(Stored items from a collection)
>>>

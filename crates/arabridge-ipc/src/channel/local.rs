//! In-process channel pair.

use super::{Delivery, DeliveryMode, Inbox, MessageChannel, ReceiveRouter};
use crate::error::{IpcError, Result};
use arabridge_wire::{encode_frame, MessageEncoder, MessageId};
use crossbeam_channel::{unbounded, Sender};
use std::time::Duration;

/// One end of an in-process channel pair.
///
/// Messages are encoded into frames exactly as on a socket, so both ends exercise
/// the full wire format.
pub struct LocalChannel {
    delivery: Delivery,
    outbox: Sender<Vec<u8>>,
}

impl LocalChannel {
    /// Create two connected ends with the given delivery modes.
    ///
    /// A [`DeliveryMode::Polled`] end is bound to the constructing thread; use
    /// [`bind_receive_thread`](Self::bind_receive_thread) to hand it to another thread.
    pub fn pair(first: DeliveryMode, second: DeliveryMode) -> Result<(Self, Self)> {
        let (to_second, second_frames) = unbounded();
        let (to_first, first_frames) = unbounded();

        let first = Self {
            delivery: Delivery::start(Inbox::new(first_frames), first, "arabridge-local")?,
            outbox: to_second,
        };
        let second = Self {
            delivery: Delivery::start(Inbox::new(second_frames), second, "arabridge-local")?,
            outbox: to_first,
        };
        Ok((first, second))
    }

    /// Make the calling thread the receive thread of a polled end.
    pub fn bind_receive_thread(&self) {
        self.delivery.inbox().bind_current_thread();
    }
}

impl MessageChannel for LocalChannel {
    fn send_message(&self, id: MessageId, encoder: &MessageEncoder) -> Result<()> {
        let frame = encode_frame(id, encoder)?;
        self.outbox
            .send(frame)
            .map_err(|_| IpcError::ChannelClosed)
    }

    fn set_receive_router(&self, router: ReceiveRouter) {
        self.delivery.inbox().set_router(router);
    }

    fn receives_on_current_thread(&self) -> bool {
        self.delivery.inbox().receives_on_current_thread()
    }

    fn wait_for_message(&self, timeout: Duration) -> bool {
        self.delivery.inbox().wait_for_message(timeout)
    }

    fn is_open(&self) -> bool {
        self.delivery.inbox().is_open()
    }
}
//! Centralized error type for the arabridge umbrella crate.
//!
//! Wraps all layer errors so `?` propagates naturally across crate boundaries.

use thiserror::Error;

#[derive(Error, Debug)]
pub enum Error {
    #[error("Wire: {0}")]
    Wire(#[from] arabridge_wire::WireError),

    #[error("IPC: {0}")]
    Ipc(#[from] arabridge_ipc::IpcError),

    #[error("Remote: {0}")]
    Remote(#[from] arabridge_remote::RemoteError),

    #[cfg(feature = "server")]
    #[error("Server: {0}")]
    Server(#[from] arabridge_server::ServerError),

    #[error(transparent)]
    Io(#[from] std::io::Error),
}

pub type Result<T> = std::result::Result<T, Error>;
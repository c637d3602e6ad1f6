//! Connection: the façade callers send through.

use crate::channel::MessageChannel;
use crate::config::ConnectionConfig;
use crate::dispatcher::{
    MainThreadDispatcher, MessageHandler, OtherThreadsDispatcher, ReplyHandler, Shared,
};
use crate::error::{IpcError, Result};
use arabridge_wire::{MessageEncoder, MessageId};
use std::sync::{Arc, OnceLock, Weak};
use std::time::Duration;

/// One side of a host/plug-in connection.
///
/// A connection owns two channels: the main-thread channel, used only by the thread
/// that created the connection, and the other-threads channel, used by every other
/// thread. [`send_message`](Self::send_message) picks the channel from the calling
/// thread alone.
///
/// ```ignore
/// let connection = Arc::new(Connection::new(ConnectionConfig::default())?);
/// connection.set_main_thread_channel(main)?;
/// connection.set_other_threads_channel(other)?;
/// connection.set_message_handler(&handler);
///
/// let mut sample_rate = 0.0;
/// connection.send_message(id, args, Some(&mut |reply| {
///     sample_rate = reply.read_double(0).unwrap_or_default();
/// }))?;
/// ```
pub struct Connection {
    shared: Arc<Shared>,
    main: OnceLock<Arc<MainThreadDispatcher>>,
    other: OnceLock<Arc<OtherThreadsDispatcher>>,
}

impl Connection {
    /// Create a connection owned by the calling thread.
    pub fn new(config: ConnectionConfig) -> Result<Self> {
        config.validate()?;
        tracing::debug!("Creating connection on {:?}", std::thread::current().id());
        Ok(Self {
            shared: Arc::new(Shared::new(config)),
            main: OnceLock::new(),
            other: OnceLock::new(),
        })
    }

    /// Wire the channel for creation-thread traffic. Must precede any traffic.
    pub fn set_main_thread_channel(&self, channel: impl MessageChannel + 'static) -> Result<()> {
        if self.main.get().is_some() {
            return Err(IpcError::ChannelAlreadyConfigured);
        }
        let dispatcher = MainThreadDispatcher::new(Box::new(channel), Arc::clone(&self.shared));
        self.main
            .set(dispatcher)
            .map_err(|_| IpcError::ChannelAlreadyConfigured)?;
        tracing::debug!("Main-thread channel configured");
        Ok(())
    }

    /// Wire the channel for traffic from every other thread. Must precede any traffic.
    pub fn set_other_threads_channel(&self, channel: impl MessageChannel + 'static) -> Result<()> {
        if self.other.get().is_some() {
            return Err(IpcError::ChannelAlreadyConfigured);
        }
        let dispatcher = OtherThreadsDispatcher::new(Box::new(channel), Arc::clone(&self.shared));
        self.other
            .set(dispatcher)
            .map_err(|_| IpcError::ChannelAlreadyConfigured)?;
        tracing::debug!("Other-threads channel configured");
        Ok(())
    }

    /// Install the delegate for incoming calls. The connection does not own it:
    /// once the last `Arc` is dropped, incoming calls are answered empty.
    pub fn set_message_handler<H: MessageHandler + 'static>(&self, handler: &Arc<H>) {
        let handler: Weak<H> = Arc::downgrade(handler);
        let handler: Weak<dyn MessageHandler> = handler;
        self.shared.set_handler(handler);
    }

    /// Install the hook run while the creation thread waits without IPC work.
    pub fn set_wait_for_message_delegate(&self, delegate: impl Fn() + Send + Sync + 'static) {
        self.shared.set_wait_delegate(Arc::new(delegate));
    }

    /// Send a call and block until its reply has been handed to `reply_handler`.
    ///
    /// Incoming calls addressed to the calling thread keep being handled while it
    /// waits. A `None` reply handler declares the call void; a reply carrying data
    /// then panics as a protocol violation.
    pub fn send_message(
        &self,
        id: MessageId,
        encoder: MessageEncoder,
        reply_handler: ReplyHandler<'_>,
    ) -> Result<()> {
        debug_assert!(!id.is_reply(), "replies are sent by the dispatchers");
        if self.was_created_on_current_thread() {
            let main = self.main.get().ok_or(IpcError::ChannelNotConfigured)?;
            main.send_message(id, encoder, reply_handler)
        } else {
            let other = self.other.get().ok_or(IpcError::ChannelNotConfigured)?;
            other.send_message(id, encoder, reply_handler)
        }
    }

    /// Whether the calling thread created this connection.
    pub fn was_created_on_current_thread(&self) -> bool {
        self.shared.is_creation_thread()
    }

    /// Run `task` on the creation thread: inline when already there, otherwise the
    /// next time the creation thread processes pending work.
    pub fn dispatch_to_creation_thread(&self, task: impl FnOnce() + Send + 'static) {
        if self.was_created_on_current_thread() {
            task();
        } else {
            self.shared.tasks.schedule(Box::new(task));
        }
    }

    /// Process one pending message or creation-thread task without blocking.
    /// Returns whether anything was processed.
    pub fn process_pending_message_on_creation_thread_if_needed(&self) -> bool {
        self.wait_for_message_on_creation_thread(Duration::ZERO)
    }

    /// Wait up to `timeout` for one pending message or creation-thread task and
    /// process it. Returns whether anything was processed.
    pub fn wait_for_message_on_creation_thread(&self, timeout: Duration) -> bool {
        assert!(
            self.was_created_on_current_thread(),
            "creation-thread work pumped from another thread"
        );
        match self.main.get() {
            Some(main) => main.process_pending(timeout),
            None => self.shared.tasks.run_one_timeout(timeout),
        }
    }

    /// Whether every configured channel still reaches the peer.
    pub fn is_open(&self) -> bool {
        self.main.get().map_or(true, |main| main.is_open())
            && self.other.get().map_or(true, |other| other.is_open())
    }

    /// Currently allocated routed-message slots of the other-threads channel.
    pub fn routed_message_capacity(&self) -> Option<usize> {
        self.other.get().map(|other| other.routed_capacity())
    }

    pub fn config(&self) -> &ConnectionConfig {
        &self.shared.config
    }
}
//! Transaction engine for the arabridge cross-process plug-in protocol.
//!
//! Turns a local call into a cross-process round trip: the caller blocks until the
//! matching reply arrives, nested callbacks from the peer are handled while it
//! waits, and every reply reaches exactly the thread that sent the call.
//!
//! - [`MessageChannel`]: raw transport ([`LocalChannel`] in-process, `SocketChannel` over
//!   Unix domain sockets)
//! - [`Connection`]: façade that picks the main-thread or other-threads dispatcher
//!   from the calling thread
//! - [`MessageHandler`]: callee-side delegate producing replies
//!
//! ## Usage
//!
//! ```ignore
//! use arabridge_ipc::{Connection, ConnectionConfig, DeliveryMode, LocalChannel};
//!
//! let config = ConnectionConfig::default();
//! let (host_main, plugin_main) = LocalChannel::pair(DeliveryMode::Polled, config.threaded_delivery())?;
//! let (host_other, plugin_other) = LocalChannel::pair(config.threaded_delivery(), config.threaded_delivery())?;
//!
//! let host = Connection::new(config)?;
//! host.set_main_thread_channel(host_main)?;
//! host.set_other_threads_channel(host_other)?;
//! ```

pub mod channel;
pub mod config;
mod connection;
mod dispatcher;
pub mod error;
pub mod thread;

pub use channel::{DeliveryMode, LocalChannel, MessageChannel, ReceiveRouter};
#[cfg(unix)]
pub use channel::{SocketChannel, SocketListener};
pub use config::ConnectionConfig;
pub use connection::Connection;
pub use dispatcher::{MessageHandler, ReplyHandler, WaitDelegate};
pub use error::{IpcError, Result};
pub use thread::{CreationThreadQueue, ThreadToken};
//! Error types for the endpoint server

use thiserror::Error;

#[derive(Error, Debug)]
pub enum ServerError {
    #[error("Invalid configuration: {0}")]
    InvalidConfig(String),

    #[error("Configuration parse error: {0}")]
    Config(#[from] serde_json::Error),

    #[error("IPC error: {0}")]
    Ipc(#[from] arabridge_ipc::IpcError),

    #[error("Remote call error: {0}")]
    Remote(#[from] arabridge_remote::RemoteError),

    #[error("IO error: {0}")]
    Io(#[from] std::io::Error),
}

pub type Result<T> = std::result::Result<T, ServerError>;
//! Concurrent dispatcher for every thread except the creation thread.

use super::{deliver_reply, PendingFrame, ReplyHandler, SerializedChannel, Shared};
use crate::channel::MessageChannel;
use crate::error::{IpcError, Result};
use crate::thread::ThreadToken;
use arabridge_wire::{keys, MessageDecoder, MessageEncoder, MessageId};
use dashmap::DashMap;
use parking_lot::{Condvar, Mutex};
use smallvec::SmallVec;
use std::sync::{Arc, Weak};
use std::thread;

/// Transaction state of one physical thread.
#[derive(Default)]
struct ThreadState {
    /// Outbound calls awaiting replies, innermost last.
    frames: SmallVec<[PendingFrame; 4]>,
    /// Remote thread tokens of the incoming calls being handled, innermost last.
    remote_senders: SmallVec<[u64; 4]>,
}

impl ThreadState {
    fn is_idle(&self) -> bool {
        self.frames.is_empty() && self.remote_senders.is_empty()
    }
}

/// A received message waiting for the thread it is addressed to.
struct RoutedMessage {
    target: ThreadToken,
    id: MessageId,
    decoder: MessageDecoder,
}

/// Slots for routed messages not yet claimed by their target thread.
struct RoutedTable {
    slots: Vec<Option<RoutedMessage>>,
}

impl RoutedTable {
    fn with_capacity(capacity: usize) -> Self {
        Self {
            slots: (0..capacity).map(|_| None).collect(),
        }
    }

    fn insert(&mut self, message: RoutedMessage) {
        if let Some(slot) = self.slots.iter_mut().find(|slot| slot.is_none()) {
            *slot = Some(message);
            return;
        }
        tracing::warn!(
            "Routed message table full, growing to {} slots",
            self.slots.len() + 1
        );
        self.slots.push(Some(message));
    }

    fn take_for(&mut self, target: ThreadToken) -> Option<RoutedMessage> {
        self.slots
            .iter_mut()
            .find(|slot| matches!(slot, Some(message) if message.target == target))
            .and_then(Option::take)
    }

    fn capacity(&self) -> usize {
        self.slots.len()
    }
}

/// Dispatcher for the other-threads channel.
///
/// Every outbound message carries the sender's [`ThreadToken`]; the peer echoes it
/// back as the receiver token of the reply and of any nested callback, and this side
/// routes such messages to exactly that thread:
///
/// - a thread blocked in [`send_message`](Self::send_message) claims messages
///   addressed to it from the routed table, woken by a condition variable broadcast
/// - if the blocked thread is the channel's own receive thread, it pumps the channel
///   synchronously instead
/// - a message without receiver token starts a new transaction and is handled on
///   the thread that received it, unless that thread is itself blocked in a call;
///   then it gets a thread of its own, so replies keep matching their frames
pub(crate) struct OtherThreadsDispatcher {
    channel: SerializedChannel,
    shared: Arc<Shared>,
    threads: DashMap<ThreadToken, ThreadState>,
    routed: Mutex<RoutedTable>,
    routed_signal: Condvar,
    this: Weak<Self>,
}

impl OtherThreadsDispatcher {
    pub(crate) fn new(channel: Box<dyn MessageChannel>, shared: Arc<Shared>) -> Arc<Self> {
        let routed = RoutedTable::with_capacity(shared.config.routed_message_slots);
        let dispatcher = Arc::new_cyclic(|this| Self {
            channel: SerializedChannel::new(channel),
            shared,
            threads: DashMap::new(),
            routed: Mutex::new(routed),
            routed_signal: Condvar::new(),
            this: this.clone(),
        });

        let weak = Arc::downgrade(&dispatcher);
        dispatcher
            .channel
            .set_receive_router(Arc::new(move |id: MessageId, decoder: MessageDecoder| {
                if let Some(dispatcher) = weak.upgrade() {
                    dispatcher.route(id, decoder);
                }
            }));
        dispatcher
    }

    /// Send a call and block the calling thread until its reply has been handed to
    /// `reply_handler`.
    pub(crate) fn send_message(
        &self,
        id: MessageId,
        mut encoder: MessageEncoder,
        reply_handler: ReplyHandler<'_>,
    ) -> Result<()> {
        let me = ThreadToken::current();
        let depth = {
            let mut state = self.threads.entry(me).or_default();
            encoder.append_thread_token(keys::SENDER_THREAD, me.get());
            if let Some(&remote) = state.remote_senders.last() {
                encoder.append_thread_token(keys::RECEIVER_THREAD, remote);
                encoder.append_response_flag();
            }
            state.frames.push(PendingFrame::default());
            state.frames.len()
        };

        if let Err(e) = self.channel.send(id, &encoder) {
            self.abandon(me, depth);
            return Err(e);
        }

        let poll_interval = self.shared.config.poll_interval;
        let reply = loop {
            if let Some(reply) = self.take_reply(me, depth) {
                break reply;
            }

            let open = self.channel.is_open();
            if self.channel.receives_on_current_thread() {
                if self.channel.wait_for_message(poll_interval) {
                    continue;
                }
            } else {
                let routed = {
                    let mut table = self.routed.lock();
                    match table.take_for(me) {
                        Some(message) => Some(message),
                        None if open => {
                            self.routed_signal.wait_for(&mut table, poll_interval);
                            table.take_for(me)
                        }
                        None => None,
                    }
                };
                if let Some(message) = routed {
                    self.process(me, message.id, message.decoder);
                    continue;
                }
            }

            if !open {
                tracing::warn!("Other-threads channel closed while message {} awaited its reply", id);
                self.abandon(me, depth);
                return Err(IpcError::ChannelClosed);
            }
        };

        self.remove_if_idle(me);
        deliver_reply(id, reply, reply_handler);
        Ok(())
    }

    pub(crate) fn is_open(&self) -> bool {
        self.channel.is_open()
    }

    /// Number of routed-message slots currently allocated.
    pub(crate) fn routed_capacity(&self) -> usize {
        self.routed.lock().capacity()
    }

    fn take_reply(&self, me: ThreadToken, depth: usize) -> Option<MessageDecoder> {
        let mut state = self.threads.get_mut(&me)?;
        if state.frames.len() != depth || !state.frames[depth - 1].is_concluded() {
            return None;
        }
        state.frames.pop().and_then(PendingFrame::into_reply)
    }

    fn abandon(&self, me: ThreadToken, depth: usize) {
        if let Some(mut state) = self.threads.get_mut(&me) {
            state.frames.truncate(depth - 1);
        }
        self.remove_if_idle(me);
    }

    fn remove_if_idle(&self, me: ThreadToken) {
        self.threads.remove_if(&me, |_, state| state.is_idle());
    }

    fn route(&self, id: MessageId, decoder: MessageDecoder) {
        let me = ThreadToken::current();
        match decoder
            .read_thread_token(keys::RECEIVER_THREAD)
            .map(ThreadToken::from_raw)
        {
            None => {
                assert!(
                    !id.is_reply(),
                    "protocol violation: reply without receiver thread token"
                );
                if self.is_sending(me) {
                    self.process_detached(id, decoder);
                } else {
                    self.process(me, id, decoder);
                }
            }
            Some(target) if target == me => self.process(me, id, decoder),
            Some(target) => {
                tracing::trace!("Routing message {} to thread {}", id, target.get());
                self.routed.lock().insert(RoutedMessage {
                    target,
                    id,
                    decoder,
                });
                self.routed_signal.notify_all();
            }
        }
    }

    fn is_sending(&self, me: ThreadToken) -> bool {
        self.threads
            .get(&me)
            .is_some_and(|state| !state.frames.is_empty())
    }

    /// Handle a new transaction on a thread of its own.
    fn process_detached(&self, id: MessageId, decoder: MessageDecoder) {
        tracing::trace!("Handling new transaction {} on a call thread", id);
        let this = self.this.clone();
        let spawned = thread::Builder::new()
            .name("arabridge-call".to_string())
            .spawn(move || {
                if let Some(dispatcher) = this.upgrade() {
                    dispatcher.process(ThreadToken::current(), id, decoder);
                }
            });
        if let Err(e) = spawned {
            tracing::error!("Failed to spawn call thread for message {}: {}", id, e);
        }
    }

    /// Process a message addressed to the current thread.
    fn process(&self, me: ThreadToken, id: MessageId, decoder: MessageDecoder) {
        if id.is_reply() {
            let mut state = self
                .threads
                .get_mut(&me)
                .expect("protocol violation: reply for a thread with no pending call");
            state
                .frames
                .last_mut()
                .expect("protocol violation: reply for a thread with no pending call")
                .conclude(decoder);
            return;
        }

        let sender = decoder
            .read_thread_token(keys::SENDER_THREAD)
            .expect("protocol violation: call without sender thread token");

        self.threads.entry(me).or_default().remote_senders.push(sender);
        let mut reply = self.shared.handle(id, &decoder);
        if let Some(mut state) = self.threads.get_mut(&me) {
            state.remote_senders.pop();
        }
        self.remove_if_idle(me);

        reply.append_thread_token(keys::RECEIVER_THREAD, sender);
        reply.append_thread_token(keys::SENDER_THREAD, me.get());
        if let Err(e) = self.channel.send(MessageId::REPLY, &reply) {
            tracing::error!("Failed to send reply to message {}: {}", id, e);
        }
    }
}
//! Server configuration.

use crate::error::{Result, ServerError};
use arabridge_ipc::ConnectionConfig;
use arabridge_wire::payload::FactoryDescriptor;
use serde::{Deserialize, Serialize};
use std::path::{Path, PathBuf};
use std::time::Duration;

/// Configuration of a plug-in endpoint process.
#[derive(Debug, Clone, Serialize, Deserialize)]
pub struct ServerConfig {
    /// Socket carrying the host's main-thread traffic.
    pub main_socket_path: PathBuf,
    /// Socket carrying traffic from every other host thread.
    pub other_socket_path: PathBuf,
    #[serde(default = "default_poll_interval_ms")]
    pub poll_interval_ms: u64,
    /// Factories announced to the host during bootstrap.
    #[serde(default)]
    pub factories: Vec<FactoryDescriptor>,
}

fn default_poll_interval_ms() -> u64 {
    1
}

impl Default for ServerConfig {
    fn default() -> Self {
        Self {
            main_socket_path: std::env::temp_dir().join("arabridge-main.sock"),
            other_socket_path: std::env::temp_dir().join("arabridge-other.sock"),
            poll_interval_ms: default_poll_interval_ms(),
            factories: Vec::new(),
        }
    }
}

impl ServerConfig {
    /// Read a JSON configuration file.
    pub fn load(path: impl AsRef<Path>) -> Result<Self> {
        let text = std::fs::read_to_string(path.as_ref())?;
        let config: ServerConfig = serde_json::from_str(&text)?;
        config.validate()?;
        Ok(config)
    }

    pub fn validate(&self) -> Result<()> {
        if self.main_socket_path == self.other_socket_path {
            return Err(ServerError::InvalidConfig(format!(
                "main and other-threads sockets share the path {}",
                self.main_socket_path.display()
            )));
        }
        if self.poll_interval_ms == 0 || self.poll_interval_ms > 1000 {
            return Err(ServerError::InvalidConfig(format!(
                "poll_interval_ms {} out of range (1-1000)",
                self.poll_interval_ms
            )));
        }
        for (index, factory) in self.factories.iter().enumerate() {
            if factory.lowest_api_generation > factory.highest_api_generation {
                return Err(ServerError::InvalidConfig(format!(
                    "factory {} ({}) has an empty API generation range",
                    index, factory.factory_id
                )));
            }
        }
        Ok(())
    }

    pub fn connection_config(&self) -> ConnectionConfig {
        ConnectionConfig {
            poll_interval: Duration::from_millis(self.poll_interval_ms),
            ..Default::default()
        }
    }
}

<<<

Copy, please, every line from the start of the entries down to the line that holds "full wire format.", with both of those lines included and no others.

filename crates/arabridge-ipc/src/channel/local.rs
//! In-process channel pair.

use super::{Delivery, DeliveryMode, Inbox, MessageChannel, ReceiveRouter};
use crate::error::{IpcError, Result};
use arabridge_wire::{encode_frame, MessageEncoder, MessageId};
use crossbeam_channel::{unbounded, Sender};
use std::time::Duration;

/// One end of an in-process channel pair.
///
/// Messages are encoded into frames exactly as on a socket, so both ends exercise
/// the full wire format.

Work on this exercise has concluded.